[Items from a data source]
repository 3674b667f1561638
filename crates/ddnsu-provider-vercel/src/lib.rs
// # Vercel DNS Provider
//
// This crate provides the Vercel DNS provider for DDNSU.
//
// ## Behaviour
//
// - Record listings follow `pagination.next` (as `until=`) until it is null
// - Vercel names are already relative; the apex is the empty label
// - Apex names in desired records (`""`, `"*"`) are written as `""`
// - Every request fails fast; retrying is the scheduler's job
//
// ## Security Requirements
//
// - API token NEVER appears in logs or `Debug` output
//
// ## API Reference
//
// - List Domains: GET `/v5/domains` (used as the credential check)
// - List DNS Records: GET `/v4/domains/:domain/records?limit=...&until=...`
// - Create DNS Record: POST `/v2/domains/:domain/records`
// - Update DNS Record: PATCH `/v1/domains/records/:record_id`
// - Delete DNS Record: DELETE `/v2/domains/:domain/records/:record_id`

use async_trait::async_trait;
use ddnsu_core::config::{DEFAULT_DNS_RETURN_INSTANCE_LIMIT, ProviderConfig};
use ddnsu_core::record::{DesiredRecord, RemoteRecord};
use ddnsu_core::traits::{DnsProvider, DnsProviderFactory};
use ddnsu_core::{Error, ProviderRegistry, Result};
use reqwest::{RequestBuilder, Response, StatusCode};
use serde::Deserialize;
use std::net::IpAddr;
use std::time::Duration;

/// Vercel API base URL
const VERCEL_API_BASE: &str = "https://api.vercel.com";

/// Default HTTP timeout for API requests (30 seconds)
const DEFAULT_HTTP_TIMEOUT: Duration = Duration::from_secs(30);

const PROVIDER: &str = "vercel";

#[derive(Debug, Deserialize)]
struct RecordListing {
    #[serde(default)]
    records: Vec<VercelRecord>,
    pagination: Option<Pagination>,
}

#[derive(Debug, Deserialize)]
struct Pagination {
    next: Option<i64>,
}

#[derive(Debug, Deserialize)]
struct VercelRecord {
    id: String,
    #[serde(default)]
    name: String,
    #[serde(rename = "type")]
    record_type: String,
    #[serde(default)]
    value: String,
    ttl: Option<u32>,
    comment: Option<String>,
}

#[derive(Debug, Deserialize)]
struct CreatedRecord {
    uid: String,
}

/// Vercel DNS provider
///
/// The Debug implementation does NOT expose the API token.
pub struct VercelProvider {
    /// Vercel API token
    /// ⚠️ NEVER log this value
    api_token: String,

    /// Records requested per listing page
    page_size: u32,

    /// API base URL (overridable for tests)
    base_url: String,

    /// HTTP client for API requests
    client: reqwest::Client,
}

// Custom Debug implementation that hides the API token
impl std::fmt::Debug for VercelProvider {
    fn fmt(&self, f: &mut std::fmt::Formatter<'_>) -> std::fmt::Result {
        f.debug_struct("VercelProvider")
            .field("api_token", &"<REDACTED>")
            .field("page_size", &self.page_size)
            .field("base_url", &self.base_url)
            .finish()
    }
}

impl VercelProvider {
    /// Create a new Vercel provider
    ///
    /// # Parameters
    ///
    /// - `api_token`: Vercel access token
    /// - `page_size`: Records per listing page (`dnsReturnInstanceLimit`)
    pub fn new(api_token: impl Into<String>, page_size: u32) -> Result<Self> {
        let api_token = api_token.into();
        if api_token.trim().is_empty() {
            return Err(Error::config("Vercel API token cannot be empty"));
        }
        if page_size == 0 {
            return Err(Error::config("dnsReturnInstanceLimit must be > 0"));
        }

        let client = reqwest::Client::builder()
            .timeout(DEFAULT_HTTP_TIMEOUT)
            .build()
            .map_err(|e| Error::http(format!("Failed to build HTTP client: {}", e)))?;

        Ok(Self {
            api_token,
            page_size,
            base_url: VERCEL_API_BASE.to_string(),
            client,
        })
    }

    /// Point the provider at a different API root
    pub fn with_base_url(mut self, base_url: impl Into<String>) -> Self {
        self.base_url = base_url.into().trim_end_matches('/').to_string();
        self
    }

    fn url(&self, path: &str) -> String {
        format!("{}{}", self.base_url, path)
    }

    /// Send an authenticated request, failing on non-2xx
    async fn send(&self, request: RequestBuilder, context: &str) -> Result<Response> {
        let response = request
            .bearer_auth(&self.api_token)
            .send()
            .await
            .map_err(|e| Error::provider(PROVIDER, format!("HTTP request failed: {}", e)))?;

        let status = response.status();
        if !status.is_success() {
            let error_text = response
                .text()
                .await
                .unwrap_or_else(|_| "Unable to read error response".to_string());
            return Err(status_error(status, &error_text, context));
        }
        Ok(response)
    }

    fn record_body(record: &DesiredRecord, address: IpAddr) -> serde_json::Value {
        serde_json::json!({
            "name": apex_name(record),
            "type": record.record_type.as_str(),
            "ttl": record.ttl,
            "value": address.to_string(),
            "comment": record.tag().as_str(),
        })
    }
}

#[async_trait]
impl DnsProvider for VercelProvider {
    async fn verify_credentials(&self) -> Result<bool> {
        let response = self
            .client
            .get(self.url("/v5/domains"))
            .bearer_auth(&self.api_token)
            .send()
            .await
            .map_err(|e| Error::provider(PROVIDER, format!("HTTP request failed: {}", e)))?;

        let status = response.status();
        if !status.is_success() {
            tracing::debug!("[vercel] token check returned {}", status);
        }
        Ok(status.is_success())
    }

    async fn list_records(&self, domain: &str) -> Result<Vec<RemoteRecord>> {
        let url = self.url(&format!("/v4/domains/{}/records", domain));
        let mut records = Vec::new();
        let mut until: Option<i64> = None;
        let mut pages = 0usize;

        loop {
            let mut request = self
                .client
                .get(&url)
                .query(&[("limit", self.page_size.to_string())]);
            if let Some(next) = until {
                request = request.query(&[("until", next.to_string())]);
            }

            let listing: RecordListing = self
                .send(request, "Record listing")
                .await?
                .json()
                .await
                .map_err(|e| Error::provider(PROVIDER, format!("Failed to parse response: {}", e)))?;
            pages += 1;

            let batch_len = listing.records.len();
            records.extend(listing.records.into_iter().map(|r| RemoteRecord {
                id: r.id,
                name: r.name,
                record_type: r.record_type,
                value: r.value,
                ttl: r.ttl,
                comment: r.comment,
            }));

            match listing.pagination.and_then(|p| p.next) {
                Some(next) if batch_len > 0 && Some(next) != until => until = Some(next),
                _ => break,
            }
        }

        tracing::debug!(
            "[vercel] {}: {} record(s) over {} page(s)",
            domain,
            records.len(),
            pages
        );
        Ok(records)
    }

    async fn create_record(
        &self,
        domain: &str,
        record: &DesiredRecord,
        address: IpAddr,
    ) -> Result<String> {
        let request = self
            .client
            .post(self.url(&format!("/v2/domains/{}/records", domain)))
            .json(&Self::record_body(record, address));

        let created: CreatedRecord = self
            .send(request, "Record creation")
            .await?
            .json()
            .await
            .map_err(|e| Error::provider(PROVIDER, format!("Failed to parse response: {}", e)))?;
        Ok(created.uid)
    }

    async fn update_record(
        &self,
        _domain: &str,
        record_id: &str,
        record: &DesiredRecord,
        address: IpAddr,
    ) -> Result<()> {
        let request = self
            .client
            .patch(self.url(&format!("/v1/domains/records/{}", record_id)))
            .json(&Self::record_body(record, address));

        self.send(request, "Record update").await?;
        Ok(())
    }

    async fn delete_record(&self, domain: &str, record_id: &str) -> Result<()> {
        let request = self
            .client
            .delete(self.url(&format!("/v2/domains/{}/records/{}", domain, record_id)));

        self.send(request, "Record deletion").await?;
        Ok(())
    }

    fn provider_name(&self) -> &'static str {
        PROVIDER
    }
}
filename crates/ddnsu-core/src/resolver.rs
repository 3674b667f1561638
//! Public IP consensus
//!
//! The [`IpResolver`] queries every configured [`IpSource`] concurrently
//! and keeps, per address family, the address reported most often.
//! Individual failures are logged and skipped; only a pass where every
//! source fails is fatal.
//!
//! IPv4 and IPv6 answers are tallied separately. `AAAA` records take the
//! IPv6 winner and every other record type takes the IPv4 one.
//!
//! ## Tie-breaking
//!
//! Results are tallied in the order the sources were declared, not the
//! order responses arrived. When two addresses share the highest count,
//! the one first reported by an earlier-declared source wins. This makes
//! the outcome independent of network timing.

use crate::error::{Error, Result};
use crate::record::RecordType;
use crate::traits::IpSource;
use futures::future::join_all;
use std::fmt;
use std::net::{IpAddr, Ipv4Addr, Ipv6Addr};
use tracing::{debug, warn};

/// Consensus address of one pass, one winner per family
#[derive(Debug, Clone, Copy, Default, PartialEq, Eq)]
pub struct ResolvedAddress {
    /// IPv4 winner, if any endpoint answered over IPv4
    pub v4: Option<Ipv4Addr>,
    /// IPv6 winner, if any endpoint answered over IPv6
    pub v6: Option<Ipv6Addr>,
}

impl ResolvedAddress {
    /// IPv4 winner as an [`IpAddr`]
    pub fn ipv4(&self) -> Option<IpAddr> {
        self.v4.map(IpAddr::V4)
    }

    /// IPv6 winner as an [`IpAddr`]
    pub fn ipv6(&self) -> Option<IpAddr> {
        self.v6.map(IpAddr::V6)
    }

    /// Address to write into a record of `record_type`
    ///
    /// `AAAA` takes the IPv6 winner; every other type takes the IPv4 one.
    /// `None` when that family has no consensus this pass.
    pub fn for_record_type(&self, record_type: RecordType) -> Option<IpAddr> {
        match record_type {
            RecordType::Aaaa => self.ipv6(),
            _ => self.ipv4(),
        }
    }

    /// Whether neither family resolved
    pub fn is_empty(&self) -> bool {
        self.v4.is_none() && self.v6.is_none()
    }
}

impl From<IpAddr> for ResolvedAddress {
    fn from(ip: IpAddr) -> Self {
        match ip {
            IpAddr::V4(v4) => Self { v4: Some(v4), v6: None },
            IpAddr::V6(v6) => Self { v4: None, v6: Some(v6) },
        }
    }
}

impl fmt::Display for ResolvedAddress {
    fn fmt(&self, f: &mut fmt::Formatter<'_>) -> fmt::Result {
        match (self.v4, self.v6) {
            (Some(v4), Some(v6)) => write!(f, "{v4} / {v6}"),
            (Some(v4), None) => write!(f, "{v4}"),
            (None, Some(v6)) => write!(f, "{v6}"),
            (None, None) => f.write_str("(none)"),
        }
    }
}

/// Consensus resolver over independent IP sources
pub struct IpResolver {
    sources: Vec<Box<dyn IpSource>>,
}

impl IpResolver {
    /// Create a resolver over `sources`, in declaration order
    pub fn new(sources: Vec<Box<dyn IpSource>>) -> Self {
        Self { sources }
    }

    /// Number of configured sources
    pub fn len(&self) -> usize {
        self.sources.len()
    }

    /// Whether no source is configured
    pub fn is_empty(&self) -> bool {
        self.sources.is_empty()
    }

    /// Resolve the consensus address of each family
    ///
    /// # Returns
    ///
    /// - `Ok(ResolvedAddress)`: The most reported address of each family
    ///   that at least one source answered with
    /// - `Err(Error::NoQuorum)`: No source produced an address
    pub async fn resolve(&self) -> Result<ResolvedAddress> {
        let results = join_all(self.sources.iter().map(|source| source.lookup())).await;

        let mut v4 = Vec::with_capacity(results.len());
        let mut v6 = Vec::new();
        for (source, result) in self.sources.iter().zip(results) {
            match result {
                Ok(IpAddr::V4(ip)) => {
                    debug!("{} reported {}", source.name(), ip);
                    v4.push(ip);
                }
                Ok(IpAddr::V6(ip)) => {
                    debug!("{} reported {}", source.name(), ip);
                    v6.push(ip);
                }
                Err(e) => {
                    warn!("Skipping {} endpoint: {}", source.name(), e);
                }
            }
        }

        let resolved = ResolvedAddress {
            v4: tally(&v4),
            v6: tally(&v6),
        };
        if resolved.is_empty() {
            return Err(Error::no_quorum(format!(
                "all {} IP lookup endpoints failed",
                self.sources.len()
            )));
        }
        Ok(resolved)
    }
}

/// Pick the address with the strictly highest count
///
/// Ties go to the address seen first in `addresses`.
pub fn tally<T: Copy + PartialEq>(addresses: &[T]) -> Option<T> {
    let mut counts: Vec<(T, usize)> = Vec::new();
    for ip in addresses {
        match counts.iter_mut().find(|(seen, _)| seen == ip) {
            Some((_, count)) => *count += 1,
            None => counts.push((*ip, 1)),
        }
    }

    let mut best: Option<(T, usize)> = None;
    for (ip, count) in counts {
        if best.is_none_or(|(_, top)| count > top) {
            best = Some((ip, count));
        }
    }
    best.map(|(ip, _)| ip)
}
//! Record model shared by the matcher, the reconciler and every provider
//!
//! - [`DesiredRecord`]: a declarative entry from configuration
//! - [`RemoteRecord`]: a provider record normalized to a common shape
//! - [`OwnershipTag`]: the comment marker that ties the two together

use serde::{Deserialize, Serialize};
use std::fmt;

/// Literal prefix of every comment written by DDNSU.
///
/// Must stay bit-for-bit stable: records created by earlier runs are
/// recognised by it.
pub const TAG_PREFIX: &str = "DDNSU_";

/// DNS record type supported in configuration
#[derive(Debug, Clone, Copy, PartialEq, Eq, Hash, Serialize, Deserialize)]
#[serde(rename_all = "UPPERCASE")]
pub enum RecordType {
    A,
    Aaaa,
    Alias,
    Caa,
    Cname,
    Https,
    Mx,
    Srv,
    Txt,
    Ns,
}

impl RecordType {
    /// Wire name of the record type
    pub fn as_str(&self) -> &'static str {
        match self {
            RecordType::A => "A",
            RecordType::Aaaa => "AAAA",
            RecordType::Alias => "ALIAS",
            RecordType::Caa => "CAA",
            RecordType::Cname => "CNAME",
            RecordType::Https => "HTTPS",
            RecordType::Mx => "MX",
            RecordType::Srv => "SRV",
            RecordType::Txt => "TXT",
            RecordType::Ns => "NS",
        }
    }
}

impl fmt::Display for RecordType {
    fn fmt(&self, f: &mut fmt::Formatter<'_>) -> fmt::Result {
        f.write_str(self.as_str())
    }
}

/// A record the operator wants to exist on every domain target.
///
/// `comment` is the identity key. It must be unique among all desired
/// records; [`crate::config::DdnsuConfig::validate`] enforces this.
#[derive(Debug, Clone, PartialEq, Eq, Serialize, Deserialize)]
#[serde(rename_all = "camelCase")]
pub struct DesiredRecord {
    /// Record type
    pub record_type: RecordType,

    /// Identity key, stored remotely as `DDNSU_<comment>`
    pub comment: String,

    /// Time-to-live in seconds
    pub ttl: u32,

    /// Subdomain label; empty or `*` means the provider's apex convention
    pub name: String,
}

impl DesiredRecord {
    /// Create a new desired record
    pub fn new(
        record_type: RecordType,
        name: impl Into<String>,
        ttl: u32,
        comment: impl Into<String>,
    ) -> Self {
        Self {
            record_type,
            comment: comment.into(),
            ttl,
            name: name.into(),
        }
    }

    /// The ownership tag this record is stored under
    pub fn tag(&self) -> OwnershipTag {
        OwnershipTag::for_comment(&self.comment)
    }

    /// Whether the name must be translated to the provider's apex label
    pub fn is_apex(&self) -> bool {
        is_apex_name(&self.name)
    }
}

/// A record as reported by a provider.
///
/// Fetched fresh on every pass and never cached across passes.
#[derive(Debug, Clone, PartialEq, Eq, Serialize, Deserialize)]
pub struct RemoteRecord {
    /// Provider-assigned identifier (opaque)
    pub id: String,
    /// Relative record name
    pub name: String,
    /// Record type as reported by the provider
    pub record_type: String,
    /// Record content
    pub value: String,
    /// Time-to-live, when the provider reports one
    pub ttl: Option<u32>,
    /// Free-text comment; `None` for records without one
    pub comment: Option<String>,
}

impl RemoteRecord {
    /// Whether the record carries the DDNSU tag prefix
    pub fn is_tagged(&self) -> bool {
        self.comment
            .as_deref()
            .is_some_and(|c| c.starts_with(TAG_PREFIX))
    }

    /// Whether the record is owned by the given tag
    pub fn is_owned_by(&self, tag: &OwnershipTag) -> bool {
        self.comment.as_deref() == Some(tag.as_str())
    }
}

/// Comment marker identifying a remote record as managed for one desired record
#[derive(Debug, Clone, PartialEq, Eq, Hash)]
pub struct OwnershipTag(String);

impl OwnershipTag {
    /// Build the tag for a desired record comment
    pub fn for_comment(comment: &str) -> Self {
        Self(format!("{TAG_PREFIX}{comment}"))
    }

    /// The full comment string sent to providers
    pub fn as_str(&self) -> &str {
        &self.0
    }
}

impl fmt::Display for OwnershipTag {
    fn fmt(&self, f: &mut fmt::Formatter<'_>) -> fmt::Result {
        f.write_str(&self.0)
    }
}

/// Empty and wildcard names both mean "the apex of the domain"
pub fn is_apex_name(name: &str) -> bool {
    name.is_empty() || name == "*"
}

#[cfg(test)]
mod tests {
    use super::*;

    fn remote(comment: Option<&str>) -> RemoteRecord {
        RemoteRecord {
            id: "r1".to_string(),
            name: "@".to_string(),
            record_type: "A".to_string(),
            value: "1.2.3.4".to_string(),
            ttl: Some(60),
            comment: comment.map(str::to_string),
        }
    }

    #[test]
    fn tag_is_prefix_plus_comment() {
        let record = DesiredRecord::new(RecordType::A, "www", 60, "home");
        assert_eq!(record.tag().as_str(), "DDNSU_home");
    }

    #[test]
    fn tag_matching_is_exact_and_case_sensitive() {
        let tag = OwnershipTag::for_comment("home");
        assert!(remote(Some("DDNSU_home")).is_owned_by(&tag));
        assert!(!remote(Some("DDNSU_Home")).is_owned_by(&tag));
        assert!(!remote(Some("DDNSU_home ")).is_owned_by(&tag));
        assert!(!remote(None).is_owned_by(&tag));
    }

    #[test]
    fn tagged_requires_prefix() {
        assert!(remote(Some("DDNSU_x")).is_tagged());
        assert!(!remote(Some("ddnsu_x")).is_tagged());
        assert!(!remote(Some("other")).is_tagged());
        assert!(!remote(None).is_tagged());
    }

    #[test]
    fn apex_names() {
        assert!(is_apex_name(""));
        assert!(is_apex_name("*"));
        assert!(!is_apex_name("www"));
        assert!(!is_apex_name("*.dev"));
    }

    #[test]
    fn record_type_uses_uppercase_wire_names() {
        let json = serde_json::to_string(&RecordType::Aaaa).unwrap();
        assert_eq!(json, "\"AAAA\"");
        let parsed: RecordType = serde_json::from_str("\"CNAME\"").unwrap();
        assert_eq!(parsed, RecordType::Cname);
        assert_eq!(RecordType::Https.to_string(), "HTTPS");
    }
}
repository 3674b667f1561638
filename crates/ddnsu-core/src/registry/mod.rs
//! Provider registry
//!
//! Provider crates register a factory under their target name; the
//! daemon then builds exactly one provider from the configured target.
//! Selection happens once at startup, never per call.
//!
//! ## Registration
//!
//! ```rust,ignore
//! // In ddnsu-provider-cloudflare
//! pub fn register(registry: &ProviderRegistry) {
//!     registry.register_provider("cloudflare", Box::new(CloudflareFactory));
//! }
//! ```

use crate::config::ProviderConfig;
use crate::error::{Error, Result};
use crate::traits::{DnsProvider, DnsProviderFactory};
use std::collections::HashMap;
use std::sync::{RwLock, RwLockReadGuard, RwLockWriteGuard};

/// Registry of DNS provider factories keyed by target name
///
/// ## Thread Safety
///
/// The registry uses interior mutability with RwLock, allowing concurrent
/// reads and exclusive writes.
#[derive(Default)]
pub struct ProviderRegistry {
    providers: RwLock<HashMap<String, Box<dyn DnsProviderFactory>>>,
}

impl ProviderRegistry {
    /// Create a new empty registry
    pub fn new() -> Self {
        Self::default()
    }

    /// Register a DNS provider factory
    ///
    /// # Parameters
    ///
    /// - `name`: Target name as written in configuration (e.g., "vercel")
    /// - `factory`: Factory object for creating provider instances
    pub fn register_provider(&self, name: impl Into<String>, factory: Box<dyn DnsProviderFactory>) {
        self.write().insert(name.into(), factory);
    }

    /// Create the provider for the configured target
    ///
    /// # Returns
    ///
    /// - `Ok(Box<dyn DnsProvider>)`: Created provider instance
    /// - `Err(Error::Config)`: If the target has no registered factory
    pub fn create_provider(&self, config: &ProviderConfig) -> Result<Box<dyn DnsProvider>> {
        let name = config.target.as_str();
        let providers = self.read();

        let factory = providers.get(name).ok_or_else(|| {
            Error::config(format!(
                "Provider '{}' is not available in this build. Registered: {}",
                name,
                providers.keys().cloned().collect::<Vec<_>>().join(", ")
            ))
        })?;

        factory.create(config)
    }

    /// List all registered provider names
    pub fn list_providers(&self) -> Vec<String> {
        self.read().keys().cloned().collect()
    }

    /// Check if a provider is registered
    pub fn has_provider(&self, name: &str) -> bool {
        self.read().contains_key(name)
    }

    fn read(&self) -> RwLockReadGuard<'_, HashMap<String, Box<dyn DnsProviderFactory>>> {
        self.providers.read().unwrap_or_else(|poisoned| poisoned.into_inner())
    }

    fn write(&self) -> RwLockWriteGuard<'_, HashMap<String, Box<dyn DnsProviderFactory>>> {
        self.providers.write().unwrap_or_else(|poisoned| poisoned.into_inner())
    }
}
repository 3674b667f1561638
// # Config Store Implementations
//
// This module provides implementations of the ConfigStore trait for
// different persistence strategies.

pub mod file;
pub mod memory;

pub use file::FileConfigStore;
pub use memory::MemoryConfigStore;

• **Your assignment**: From the entries above, tally every line holding the string "push". Give only the count.

• **Response to this exercise**: 3